Sunday, September 19, 2010

Adirondack Wanderings

Now that The Doubleus have decided they are not emigrating to Canada AND have seen Niagara, there was just one item left on their Canadian "bucket list": canoeing in the Algonquins.

Well, after the stress of selling the Highlander and the anxiety of waiting for the "check" to clear after we'd driven all the way to Pennsylvania to deposit it, we weren't going to drive back 4 hours north of Toronto.

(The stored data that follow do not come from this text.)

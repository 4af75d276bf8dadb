/// Execute an aggregate command in memory (no IO, no persistence).
///
/// Decides events with `handle`, then applies each of them. Used by domain
/// tests and by callers that rehydrate an aggregate and want to preview the
/// outcome of a command. For persisted execution use the infra
/// `CommandDispatcher`.
pub fn execute<A>(aggregate: &mut A, command: &A::Command) -> Result<Vec<A::Event>, A::Error>
where
    A: stockhold_core::Aggregate,
{
    let events = A::handle(aggregate, command)?;
    for ev in &events {
        A::apply(aggregate, ev);
    }
    Ok(events)
}
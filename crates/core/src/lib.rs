//! `stockhold-core`: domain foundation building blocks.
//!
//! This crate contains **pure domain** primitives (no infrastructure concerns).

pub mod aggregate;
pub mod entity;
pub mod error;
pub mod id;
pub mod value_object;

pub use aggregate::{Aggregate, AggregateRoot, ExpectedVersion};
pub use entity::Entity;
pub use error::{DomainError, DomainResult};
pub use id::{AggregateId, ItemCode, ReservationId, StockKey, WarehouseId};
pub use value_object::ValueObject;
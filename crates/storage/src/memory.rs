//! In-memory row storage
//!
//! One ordered table per record kind behind a single `RwLock`, so a commit
//! batch that touches several kinds (a survey plus its control records) is
//! applied under one write guard.
//!
//! # Design
//!
//! - BTreeMap per kind: ordered scans, deterministic list output
//! - parking_lot RwLock: concurrent readers, exclusive batch apply
//! - Atomic id counters per kind: allocation never blocks on the table lock
//!
//! # Example
//!
//! ```ignore
//! use survey_storage::{MemoryStorage, Storage};
//!
//! let storage = MemoryStorage::new();
//! let id = storage.allocate_id(RecordKind::Survey);
//! ```

use crate::image::StoreImage;
use crate::row::{Key, Row};
use crate::traits::{Storage, Write};
use parking_lot::RwLock;
use std::collections::BTreeMap;
use std::sync::atomic::{AtomicU64, Ordering};
use survey_core::{RecordKind, SurveyResult};

/// Ordered rows of every kind
#[derive(Debug, Default)]
pub(crate) struct Tables {
    pub(crate) surveys: BTreeMap<Key, Row>,
    pub(crate) record_types: BTreeMap<Key, Row>,
    pub(crate) survey_data: BTreeMap<Key, Row>,
    pub(crate) question_data: BTreeMap<Key, Row>,
}

impl Tables {
    fn table(&self, kind: RecordKind) -> &BTreeMap<Key, Row> {
        match kind {
            RecordKind::Survey => &self.surveys,
            RecordKind::RecordType => &self.record_types,
            RecordKind::SurveyData => &self.survey_data,
            RecordKind::QuestionData => &self.question_data,
        }
    }

    fn table_mut(&mut self, kind: RecordKind) -> &mut BTreeMap<Key, Row> {
        match kind {
            RecordKind::Survey => &mut self.surveys,
            RecordKind::RecordType => &mut self.record_types,
            RecordKind::SurveyData => &mut self.survey_data,
            RecordKind::QuestionData => &mut self.question_data,
        }
    }

    pub(crate) fn len(&self) -> usize {
        self.surveys.len() + self.record_types.len() + self.survey_data.len() + self.question_data.len()
    }
}

/// Id counters, one per numerically-keyed kind
#[derive(Debug, Default)]
pub(crate) struct IdCounters {
    pub(crate) survey: AtomicU64,
    pub(crate) survey_data: AtomicU64,
    pub(crate) question_data: AtomicU64,
}

impl IdCounters {
    fn counter(&self, kind: RecordKind) -> Option<&AtomicU64> {
        match kind {
            RecordKind::Survey => Some(&self.survey),
            RecordKind::SurveyData => Some(&self.survey_data),
            RecordKind::QuestionData => Some(&self.question_data),
            RecordKind::RecordType => None,
        }
    }
}

/// In-memory [`Storage`] implementation
///
/// # Thread Safety
///
/// All operations are thread-safe. Reads take the shared lock; `apply` takes
/// the exclusive lock for the whole batch.
pub struct MemoryStorage {
    tables: RwLock<Tables>,
    ids: IdCounters,
    version: AtomicU64,
}

impl MemoryStorage {
    /// Create empty storage
    pub fn new() -> Self {
        Self {
            tables: RwLock::new(Tables::default()),
            ids: IdCounters::default(),
            version: AtomicU64::new(0),
        }
    }

    /// Rebuild storage from a snapshot image
    pub fn from_image(image: StoreImage) -> Self {
        let storage = Self::new();
        {
            let mut tables = storage.tables.write();
            for row in image.rows() {
                let key = row.key();
                tables.table_mut(key.kind()).insert(key, row);
            }
        }
        storage.ids.survey.store(image.next_ids.survey, Ordering::Release);
        storage
            .ids
            .survey_data
            .store(image.next_ids.survey_data, Ordering::Release);
        storage
            .ids
            .question_data
            .store(image.next_ids.question_data, Ordering::Release);
        storage.version.store(image.version, Ordering::Release);
        storage
    }

    /// Capture a consistent snapshot image of every table
    pub fn image(&self) -> StoreImage {
        let tables = self.tables.read();
        StoreImage::capture(&tables, &self.ids, self.version.load(Ordering::Acquire))
    }

    /// Total number of stored rows
    pub fn total_rows(&self) -> usize {
        self.tables.read().len()
    }
}

impl Default for MemoryStorage {
    fn default() -> Self {
        Self::new()
    }
}

impl std::fmt::Debug for MemoryStorage {
    fn fmt(&self, f: &mut std::fmt::Formatter<'_>) -> std::fmt::Result {
        f.debug_struct("MemoryStorage")
            .field("version", &self.version())
            .field("total_rows", &self.total_rows())
            .finish()
    }
}

impl Storage for MemoryStorage {
    fn get(&self, key: &Key) -> Option<Row> {
        self.tables.read().table(key.kind()).get(key).cloned()
    }

    fn scan(&self, kind: RecordKind) -> Vec<(Key, Row)> {
        self.tables
            .read()
            .table(kind)
            .iter()
            .map(|(k, v)| (k.clone(), v.clone()))
            .collect()
    }

    fn apply(&self, writes: Vec<Write>) -> SurveyResult<u64> {
        let mut tables = self.tables.write();
        let count = writes.len();
        for (key, row) in writes {
            let table = tables.table_mut(key.kind());
            match row {
                Some(row) => {
                    table.insert(key, row);
                }
                None => {
                    table.remove(&key);
                }
            }
        }
        let version = self.version.fetch_add(1, Ordering::AcqRel) + 1;
        tracing::trace!(target: "surveydb::storage", version, writes = count, "Applied batch");
        Ok(version)
    }

    fn allocate_id(&self, kind: RecordKind) -> u64 {
        match self.ids.counter(kind) {
            Some(counter) => counter.fetch_add(1, Ordering::AcqRel) + 1,
            // Record types are keyed by name; callers never allocate for them.
            None => 0,
        }
    }

    fn version(&self) -> u64 {
        self.version.load(Ordering::Acquire)
    }
}
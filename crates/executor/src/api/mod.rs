//! Typed API over the executor.
//!
//! [`SurveyDb`] turns each [`Command`](crate::Command) into a method with
//! typed arguments and results. Nested resources are reached through handles:
//! [`SurveyDb::data`] for one survey's records, [`SurveyDb::questions`] and
//! [`SurveyDb::record_types`].

mod db;
mod questions;
mod record_types;
mod survey_data;
mod surveys;

use std::path::Path;

use survey_engine::Database;

use crate::convert::convert_result;
use crate::{Executor, Result};

pub use questions::Questions;
pub use record_types::RecordTypes;
pub use survey_data::SurveyData;

/// Survey database handle.
pub struct SurveyDb {
    executor: Executor,
}

impl SurveyDb {
    /// Open (or create) a directory-backed database.
    pub fn open(dir: impl AsRef<Path>) -> Result<Self> {
        let db = convert_result(Database::open(dir))?;
        Ok(Self::from_database(db))
    }

    /// Memory-only database with the default configuration.
    pub fn ephemeral() -> Result<Self> {
        let db = convert_result(Database::ephemeral())?;
        Ok(Self::from_database(db))
    }

    /// Wrap an already opened database.
    pub fn from_database(db: std::sync::Arc<Database>) -> Self {
        Self {
            executor: Executor::new(db),
        }
    }

    /// The executor, for sending raw commands.
    pub fn executor(&self) -> &Executor {
        &self.executor
    }

    /// Records of one survey.
    pub fn data(&self, survey: survey_core::SurveyId) -> SurveyData<'_> {
        SurveyData::new(&self.executor, survey)
    }

    /// Question data records.
    pub fn questions(&self) -> Questions<'_> {
        Questions::new(&self.executor)
    }

    /// Record type definitions.
    pub fn record_types(&self) -> RecordTypes<'_> {
        RecordTypes::new(&self.executor)
    }
}

fn unexpected(command: &str) -> crate::Error {
    crate::Error::Internal {
        reason: format!("Unexpected output for {}", command),
    }
}
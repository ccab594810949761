//! Command results.

use serde::Serialize;
use survey_core::{JsonMap, RecordType};
use survey_engine::SurveyConfig;

/// Database summary returned by `Info`.
#[derive(Debug, Clone, PartialEq, Eq, Serialize)]
pub struct DatabaseInfo {
    /// Crate version
    pub version: String,
    /// True when backed by a directory
    pub durable: bool,
    /// Backing directory, if any
    pub data_dir: Option<String>,
    /// Committed store version
    pub store_version: u64,
    /// Number of surveys
    pub surveys: usize,
    /// Number of registered record types
    pub record_types: usize,
}

/// Result of executing a [`Command`](crate::Command).
#[derive(Debug, Clone, PartialEq, Serialize)]
#[serde(tag = "output", content = "value")]
pub enum Output {
    /// No value
    Unit,
    /// Reply to `Ping`
    Pong { version: String },
    /// Reply to `Info`
    DatabaseInfo(DatabaseInfo),
    /// Current configuration
    Config(SurveyConfig),
    /// One API-shaped resource
    Object(JsonMap),
    /// A list of API-shaped resources
    Objects(Vec<JsonMap>),
    /// One record type
    RecordType(RecordType),
    /// Every record type
    RecordTypes(Vec<RecordType>),
    /// Survey deleted together with this many owned records
    Deleted { cascaded: usize },
}

impl Output {
    /// The JSON a client of the resource API would receive
    pub fn body(&self) -> serde_json::Value {
        match self {
            Output::Unit => serde_json::Value::Null,
            Output::Object(map) => serde_json::Value::Object(map.clone()),
            Output::Objects(list) => serde_json::Value::Array(
                list.iter()
                    .cloned()
                    .map(serde_json::Value::Object)
                    .collect(),
            ),
            other => serde_json::to_value(other)
                .ok()
                .and_then(|v| v.get("value").cloned())
                .unwrap_or(serde_json::Value::Null),
        }
    }
}
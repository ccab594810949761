//! Bridge between commands and engine stores.
//!
//! [`Primitives`] bundles the database with one store per resource so
//! handlers can dispatch without rebuilding them per call.

use std::sync::Arc;

use survey_core::SurveyId;
use survey_engine::serialize::NAME_PARAM;
use survey_engine::{
    Database, QuestionStore, RecordTypeStore, RequestContext, SurveyDataStore, SurveyStore,
};

/// Engine handles shared by every handler.
pub struct Primitives {
    pub db: Arc<Database>,
    pub surveys: SurveyStore,
    pub survey_data: SurveyDataStore,
    pub questions: QuestionStore,
    pub record_types: RecordTypeStore,
}

impl Primitives {
    pub fn new(db: Arc<Database>) -> Self {
        Self {
            surveys: SurveyStore::new(db.clone()),
            survey_data: SurveyDataStore::new(db.clone()),
            questions: QuestionStore::new(db.clone()),
            record_types: RecordTypeStore::new(db.clone()),
            db,
        }
    }
}

/// Request context for routes nested under `survey`
pub fn survey_context(survey: SurveyId) -> RequestContext {
    RequestContext::for_survey(survey)
}

/// Request context carrying an optional `?name=` query parameter
pub fn question_context(name: Option<String>) -> RequestContext {
    match name {
        Some(name) => RequestContext::new().with_query(NAME_PARAM, name),
        None => RequestContext::new(),
    }
}
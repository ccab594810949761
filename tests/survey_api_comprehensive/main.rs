//! Survey API Comprehensive Test Suite
//!
//! Exercises the public API end to end, from JSON payloads through the
//! executor down to the record store and back.
//!
//! ## Test Groups
//!
//! - **control_scenarios**: survey `control` create / update semantics
//! - **record_reshaping**: survey data and question data folding and expansion
//! - **atomicity**: transactional boundaries and cascades
//! - **durability**: snapshot flush and reopen
//!
//! ## Running Tests
//!
//! ```bash
//! cargo test --test survey_api_comprehensive
//! ```

mod test_utils;

mod atomicity;
mod control_scenarios;
mod durability;
mod record_reshaping;
//! Survey command handlers.

use std::sync::Arc;

use survey_core::SurveyId;

use crate::bridge::Primitives;
use crate::convert::convert_result;
use crate::{Output, Result};

/// Handle SurveyList command.
pub fn survey_list(p: &Arc<Primitives>) -> Result<Output> {
    let surveys = convert_result(p.surveys.list())?;
    Ok(Output::Objects(surveys))
}

/// Handle SurveyGet command.
pub fn survey_get(p: &Arc<Primitives>, survey: SurveyId) -> Result<Output> {
    let out = convert_result(p.surveys.get(survey))?;
    Ok(Output::Object(out))
}

/// Handle SurveyCreate command.
pub fn survey_create(p: &Arc<Primitives>, payload: serde_json::Value) -> Result<Output> {
    let out = convert_result(p.surveys.create(payload))?;
    Ok(Output::Object(out))
}

/// Handle SurveyUpdate command.
pub fn survey_update(
    p: &Arc<Primitives>,
    survey: SurveyId,
    payload: serde_json::Value,
    partial: bool,
) -> Result<Output> {
    let out = convert_result(p.surveys.update(survey, payload, partial))?;
    Ok(Output::Object(out))
}

/// Handle SurveyDelete command.
pub fn survey_delete(p: &Arc<Primitives>, survey: SurveyId) -> Result<Output> {
    let cascaded = convert_result(p.surveys.delete(survey))?;
    Ok(Output::Deleted { cascaded })
}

Instead, we headed to upstate New York, to the wilds of The Adirondacks. Same canoeing, different lakes, difficulty with the pronunciation and perhaps less chance of being eaten by a bear. We set out from Floodwood Pond after a 5 minute talk from St Regis Canoe Outfitters: what could possibly go wrong?


A very mellow day followed with paddling across ponds, lakes and down creeks. We watched ducks swimming and a heron fishing. Even the 1/3 mile portage, where I had to wear a 2 man canoe as a hat, wasn't too bad.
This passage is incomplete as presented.